Para Ortega lo más importante de la literatura radica en su capacidad de inventiva para ser siempre cambiante y evitar las fórmulas. Como espacio de exploración, permite que cada época construya escenarios de lectura en los cuales desarrolla desafíos y hace propuestas. Por eso, buena parte de su desempeño como antólogo lo ha consagrado al fomento de jóvenes escritores latinoamericanos, a través de títulos como Antología del cuento latinoamericano del siglo XXI.
—Desde su experiencia, ¿cómo cree que las nuevas generaciones puedan construir su historia apoyados en la literatura?
—La literatura tiene lo que me gusta llamar «la gracia de lo gratuito», no tiene precio ni estatus, es algo que se hace por placer, por sentido crítico, por capacidad de diálogo, asombro y solidaridad.
«Sobre esa plataforma que genera la necesidad de crear un lenguaje legítimo, surge una ética vinculada al mundo emocional, basada en la verdad de las experiencias humanas compartibles. Eso no es una doctrina, programa ni utopía, sino que es el sustento donde fragua una vida cotidiana vivida plenamente».
—Usted maneja la tesis de que cada escritor inventa su lector. ¿Cómo son sus lectores?
—En primer lugar son mis estudiantes, quienes son, a su vez, creadores de lectores. Luego son los públicos en América Latina. Como crítico tengo la obligación ética de desencadenar cosas y articular otras. Mi interés es propiciar un diálogo más amplio, crear escenarios de reencuentro, intentar que los lectores tengan más legitimidad social y tratar de tenerlos presentes en mis antologías.
—¿Qué se necesita para que la literatura y la lectura generen espacios de intercambio que apuesten por el futuro?

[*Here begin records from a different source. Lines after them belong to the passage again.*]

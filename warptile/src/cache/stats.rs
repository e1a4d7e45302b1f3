//! Cache statistics tracking and reporting.

use std::time::Instant;

/// Counters for one tile cache and the fetches feeding it.
#[derive(Debug, Clone)]
pub struct CacheStats {
    pub hits: u64,
    pub misses: u64,
    pub inserts: u64,
    pub evictions: u64,
    pub entry_count: usize,
    pub capacity: usize,

    // Network side, recorded by the fetcher
    pub downloads: u64,
    pub download_failures: u64,
    pub bytes_downloaded: u64,

    pub created_at: Instant,
}

impl CacheStats {
    /// Create a statistics tracker for a cache bounded at `capacity`.
    pub fn new(capacity: usize) -> Self {
        Self {
            hits: 0,
            misses: 0,
            inserts: 0,
            evictions: 0,
            entry_count: 0,
            capacity,
            downloads: 0,
            download_failures: 0,
            bytes_downloaded: 0,
            created_at: Instant::now(),
        }
    }

    /// Hit rate (0.0 to 1.0).
    pub fn hit_rate(&self) -> f64 {
        let total = self.hits + self.misses;
        if total == 0 {
            0.0
        } else {
            self.hits as f64 / total as f64
        }
    }

    /// Get the uptime duration since statistics started.
    pub fn uptime(&self) -> std::time::Duration {
        self.created_at.elapsed()
    }

    pub fn record_hit(&mut self) {
        self.hits += 1;
    }

    pub fn record_miss(&mut self) {
        self.misses += 1;
    }

    pub fn record_insert(&mut self) {
        self.inserts += 1;
    }

    pub fn record_eviction(&mut self, count: u64) {
        self.evictions += count;
    }

    /// Record a completed download of `bytes` body bytes.
    pub fn record_download(&mut self, bytes: u64) {
        self.downloads += 1;
        self.bytes_downloaded += bytes;
    }

    pub fn record_download_failure(&mut self) {
        self.download_failures += 1;
    }

    pub fn update_entry_count(&mut self, entry_count: usize) {
        self.entry_count = entry_count;
    }

    /// Format statistics as a human-readable report.
    pub fn format(&self) -> String {
        format!(
            r#"Tile Cache Statistics

CACHE
  Entries:     {} / {}
  Hits:        {}
  Misses:      {}
  Hit Rate:    {:.1}%
  Inserts:     {}
  Evictions:   {}

DOWNLOADS
  Total:       {}
  Failures:    {}
  Bytes:       {:.2} MB

Uptime:        {}s
"#,
            self.entry_count,
            self.capacity,
            self.hits,
            self.misses,
            self.hit_rate() * 100.0,
            self.inserts,
            self.evictions,
            self.downloads,
            self.download_failures,
            self.bytes_downloaded as f64 / (1024.0 * 1024.0),
            self.uptime().as_secs(),
        )
    }
}
//! Decoded tile bitmaps and drawing surfaces.
//!
//! A [`Bitmap`] owns an RGBA8 pixel buffer. Bitmaps are shared as
//! `Arc<Bitmap>` between the cache and callers, so the buffer is freed as
//! soon as the last holder drops it.

use image::{imageops, RgbaImage};
use tracing::{trace, warn};

use crate::error::TileError;

/// A decoded, drawable raster tile.
#[derive(Debug, Clone, PartialEq, Eq)]
pub struct Bitmap {
    image: RgbaImage,
}

impl Bitmap {
    /// Wrap an already-decoded RGBA image.
    pub fn new(image: RgbaImage) -> Self {
        Self { image }
    }

    /// Decode encoded image bytes (PNG, JPEG).
    ///
    /// This is CPU-bound; async callers should use [`decode_blocking`].
    pub fn decode(data: &[u8]) -> Result<Self, TileError> {
        let img = image::load_from_memory(data).map_err(|e| {
            warn!(bytes = data.len(), error = %e, "Failed to decode tile image");
            TileError::Decode(e.to_string())
        })?;
        let image = img.to_rgba8();
        trace!(width = image.width(), height = image.height(), "Decoded tile image");
        Ok(Self { image })
    }

    pub fn width(&self) -> u32 {
        self.image.width()
    }

    pub fn height(&self) -> u32 {
        self.image.height()
    }

    /// Size of the pixel buffer in bytes.
    pub fn byte_len(&self) -> usize {
        self.image.as_raw().len()
    }

    /// Borrow the underlying pixels.
    pub fn as_rgba(&self) -> &RgbaImage {
        &self.image
    }
}

/// Decode on Tokio's blocking pool so the async executor is not stalled.
pub async fn decode_blocking(data: bytes::Bytes) -> Result<Bitmap, TileError> {
    tokio::task::spawn_blocking(move || Bitmap::decode(&data))
        .await
        .map_err(|e| TileError::Internal(format!("decode task failed: {}", e)))?
}

/// A 2D surface a bitmap can be drawn onto.
pub trait DrawSurface {
    /// Draw `bitmap` with its top-left corner at (`x`, `y`).
    ///
    /// Offsets may be negative; pixels falling outside the surface are
    /// clipped.
    fn draw_bitmap(&mut self, bitmap: &Bitmap, x: i64, y: i64);
}

/// Alpha-composites the bitmap over the existing pixels.
impl DrawSurface for RgbaImage {
    fn draw_bitmap(&mut self, bitmap: &Bitmap, x: i64, y: i64) {
        imageops::overlay(self, bitmap.as_rgba(), x, y);
    }
}
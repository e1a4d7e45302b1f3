//! CLI error handling with user-friendly messages.
//!
//! Centralizes error handling for the CLI, providing consistent formatting
//! and appropriate exit codes.

use std::fmt;
use std::process;
use warptile::config::ConfigFileError;
use warptile::TileError;

/// CLI-specific errors with user-friendly messages.
#[derive(Debug)]
pub enum CliError {
    /// Failed to initialize logging
    LoggingInit(String),
    /// Invalid command-line argument
    InvalidArgument(String),
    /// Configuration error
    Config(ConfigFileError),
    /// Failed to create the fetcher
    FetcherCreation(TileError),
    /// Failed to fetch a tile
    Fetch(TileError),
    /// Failed to start the async runtime
    Runtime(std::io::Error),
    /// Failed to write output file
    FileWrite {
        path: String,
        error: image::ImageError,
    },
}

impl CliError {
    /// Exit the process with an appropriate error message and code.
    pub fn exit(&self) -> ! {
        eprintln!("Error: {}", self);

        match self {
            CliError::Config(ConfigFileError::MissingEndpoint(_)) => {
                eprintln!();
                eprintln!("Either pass the endpoint for this run:");
                eprintln!("  warptile fetch --endpoint https://host/warp ...");
                eprintln!("or create a config file and set [endpoint] url:");
                eprintln!("  warptile config init");
            }
            CliError::Fetch(TileError::Fetch { status: 400..=499, .. }) => {
                eprintln!();
                eprintln!("The endpoint rejected the request. Check that:");
                eprintln!("  1. The source path is readable by the endpoint");
                eprintln!("  2. The bbox is expressed in units of the given CRS");
                eprintln!("  3. The band indexes exist in the source");
            }
            CliError::Fetch(TileError::Transport { .. }) => {
                eprintln!();
                eprintln!("Could not reach the endpoint. Check the URL and your network,");
                eprintln!("or raise [endpoint] timeout in the config file.");
            }
            _ => {}
        }

        process::exit(1)
    }
}

impl fmt::Display for CliError {
    fn fmt(&self, f: &mut fmt::Formatter<'_>) -> fmt::Result {
        match self {
            CliError::LoggingInit(msg) => write!(f, "Failed to initialize logging: {}", msg),
            CliError::InvalidArgument(msg) => write!(f, "Invalid argument: {}", msg),
            CliError::Config(e) => write!(f, "Configuration error: {}", e),
            CliError::FetcherCreation(e) => write!(f, "Failed to create fetcher: {}", e),
            CliError::Fetch(e) => write!(f, "Failed to fetch tile: {}", e),
            CliError::Runtime(e) => write!(f, "Failed to start async runtime: {}", e),
            CliError::FileWrite { path, error } => {
                write!(f, "Failed to write file '{}': {}", path, error)
            }
        }
    }
}

impl std::error::Error for CliError {
    fn source(&self) -> Option<&(dyn std::error::Error + 'static)> {
        match self {
            CliError::Config(e) => Some(e),
            CliError::FetcherCreation(e) => Some(e),
            CliError::Fetch(e) => Some(e),
            CliError::Runtime(e) => Some(e),
            CliError::FileWrite { error, .. } => Some(error),
            _ => None,
        }
    }
}

impl From<ConfigFileError> for CliError {
    fn from(e: ConfigFileError) -> Self {
        CliError::Config(e)
    }
}

impl From<TileError> for CliError {
    fn from(e: TileError) -> Self {
        CliError::Fetch(e)
    }
}
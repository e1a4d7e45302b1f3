//! Configuration for the tile fetcher.
//!
//! Two layers:
//!
//! - [`FetcherConfig`]: the validated, typed configuration a
//!   [`TileFetcher`](crate::fetcher::TileFetcher) is built from.
//! - [`ConfigFile`]: the user's `~/.warptile/config.ini`, loaded with
//!   defaults for anything missing and converted into a `FetcherConfig`.
//!
//! # Example
//!
//! ```
//! use warptile::config::{ConfigFile, FetcherConfig};
//!
//! let config = FetcherConfig::new("https://tiles.example.com/warp").with_cache(false);
//! assert!(!config.cache_enabled);
//!
//! let file = ConfigFile::default();
//! let from_file = file.to_fetcher_config(Some("https://tiles.example.com/warp")).unwrap();
//! assert_eq!(from_file.max_cache_size, 50);
//! ```

mod defaults;
mod fetcher;
mod file;
mod parser;
mod settings;
mod writer;

pub use defaults::*;
pub use fetcher::FetcherConfig;
pub use file::{config_directory, config_file_path, ConfigFileError};
pub use settings::{CacheSettings, ConfigFile, EndpointSettings, LoggingSettings, TileSettings};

—Los escritores están llamados a ser responsables del espacio que ocupan a través del lenguaje, de las editoriales, las revistas, el diálogo. Deben estar presentes en el uso de la palabra en pos de una mejor calidad del habla nacional y de la comunicación.
«Nos corresponde hacer que los escritores no sean solamente seres exquisitos o bohemios, sino sujetos capaces de ejercer como agentes culturales».